T3 is an independent advertising agency headquartered in Austin, Texas and offices in New York City, Atlanta, and San Francisco. The agency, which focuses on building useful brands, was founded in 1989 by CEO Gay Gaddis. T3 is one of the largest independent agencies owned by a woman in the United States, with capitalized billings over $230 million.

Clients

T3's clients include Allstate and UPS.

Work and awards
T3 ranks among AdWeek's Top 100 Agencies and Advertising Age's 2006 Top 100 U.S. Marketing Services Agencies lists.

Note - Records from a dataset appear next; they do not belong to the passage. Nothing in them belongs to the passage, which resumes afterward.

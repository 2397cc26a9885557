//! In-memory document store for deterministic testing.
//!
//! Behaves exactly like a real store from the pipeline's point of view
//! (same handle mapping, same change events) without touching the
//! filesystem.
//!
//! ## Usage
//!
//! ```rust
//! use tagsum_vault::MemoryVault;
//!
//! let vault = MemoryVault::new()
//!     .with_document("notes", "#proj kickoff\n## Milestone One\n");
//! vault.update("notes", "#proj kickoff\n## Renamed\n");
//! ```

use std::collections::HashMap;
use std::sync::{Arc, Mutex};

use async_trait::async_trait;
use tagsum_core::defaults::EVENT_BUS_CAPACITY;
use tagsum_core::{DocumentChanged, DocumentHandle, DocumentStore, EventBus, Result};

/// In-memory document store. Clones share content and the event bus.
#[derive(Clone)]
pub struct MemoryVault {
    docs: Arc<Mutex<HashMap<String, String>>>,
    events: Arc<EventBus>,
}

impl MemoryVault {
    pub fn new() -> Self {
        Self {
            docs: Arc::new(Mutex::new(HashMap::new())),
            events: Arc::new(EventBus::new(EVENT_BUS_CAPACITY)),
        }
    }

    /// Seed a document without emitting a change event.
    pub fn with_document(self, reference: &str, text: &str) -> Self {
        let handle = DocumentHandle::from_reference(reference);
        self.docs.lock().unwrap().insert(handle.path, text.to_string());
        self
    }

    /// Insert or overwrite a document and notify subscribers.
    pub fn update(&self, reference: &str, text: &str) {
        let handle = DocumentHandle::from_reference(reference);
        self.docs
            .lock()
            .unwrap()
            .insert(handle.path.clone(), text.to_string());
        self.events.emit(DocumentChanged::new(handle.path));
    }

    /// Remove a document silently.
    pub fn remove(&self, reference: &str) {
        let handle = DocumentHandle::from_reference(reference);
        self.docs.lock().unwrap().remove(&handle.path);
    }

    /// The bus this vault emits change events on.
    pub fn events(&self) -> &EventBus {
        &self.events
    }
}

impl Default for MemoryVault {
    fn default() -> Self {
        Self::new()
    }
}

#[async_trait]
impl DocumentStore for MemoryVault {
    async fn resolve(&self, reference: &str) -> Result<Option<DocumentHandle>> {
        let handle = DocumentHandle::from_reference(reference);
        let present = self.docs.lock().unwrap().contains_key(&handle.path);
        Ok(present.then_some(handle))
    }

    async fn read_text(&self, handle: &DocumentHandle) -> Result<String> {
        let docs = self.docs.lock().unwrap();
        docs.get(&handle.path).cloned().ok_or_else(|| {
            tagsum_core::Error::DocumentNotFound(handle.reference.clone())
        })
    }
}

#[cfg(test)]
mod tests {
    use super::*;

    #[tokio::test]
    async fn test_seeded_document_resolves() {
        let vault = MemoryVault::new().with_document("notes", "hello");
        let handle = vault.resolve("notes").await.unwrap().expect("resolves");
        assert_eq!(handle.path, "notes.md");
        assert_eq!(vault.read_text(&handle).await.unwrap(), "hello");
    }

    #[tokio::test]
    async fn test_missing_document_is_none() {
        let vault = MemoryVault::new();
        assert!(vault.resolve("ghost").await.unwrap().is_none());
        assert!(!vault.exists("ghost").await.unwrap());
    }

    #[tokio::test]
    async fn test_update_emits_change_event() {
        let vault = MemoryVault::new();
        let mut rx = vault.events().subscribe();

        vault.update("notes", "v1");

        let event = rx.recv().await.unwrap();
        assert_eq!(event.path, "notes.md");
    }

    #[tokio::test]
    async fn test_seeding_does_not_emit() {
        let vault = MemoryVault::new();
        let mut rx = vault.events().subscribe();

        let vault = vault.with_document("quiet", "x");
        vault.update("loud", "y");

        // The only observable event is the update.
        let event = rx.recv().await.unwrap();
        assert_eq!(event.path, "loud.md");
    }

    #[tokio::test]
    async fn test_remove_then_resolve_is_none() {
        let vault = MemoryVault::new().with_document("notes", "x");
        vault.remove("notes");
        assert!(vault.resolve("notes").await.unwrap().is_none());
    }

    #[tokio::test]
    async fn test_clones_share_content_and_bus() {
        let vault = MemoryVault::new();
        let clone = vault.clone();
        let mut rx = vault.events().subscribe();

        clone.update("shared", "body");

        assert!(vault.resolve("shared").await.unwrap().is_some());
        assert_eq!(rx.recv().await.unwrap().path, "shared.md");
    }
}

T3 has experience in both traditional and digital media across various verticals: Automotive, consumer goods, financial, government, healthcare, non-profit, retail, service, technology and travel. Within the digital realm, T3 offers analytics, application development, mobile, online advertising, web architecture and development, video, social and email. T3 created Coca-Cola Freestyle's first mobile app, PUSH! + Play for the iPhone and Android.

Noteworthy work includes Wall Street Journal's "Every Journey Needs a Journal" site,Creative Showcase JCPenney's desktop application, JCPToday, Dell's Virtual Office, and Marriott's Plug-In Site.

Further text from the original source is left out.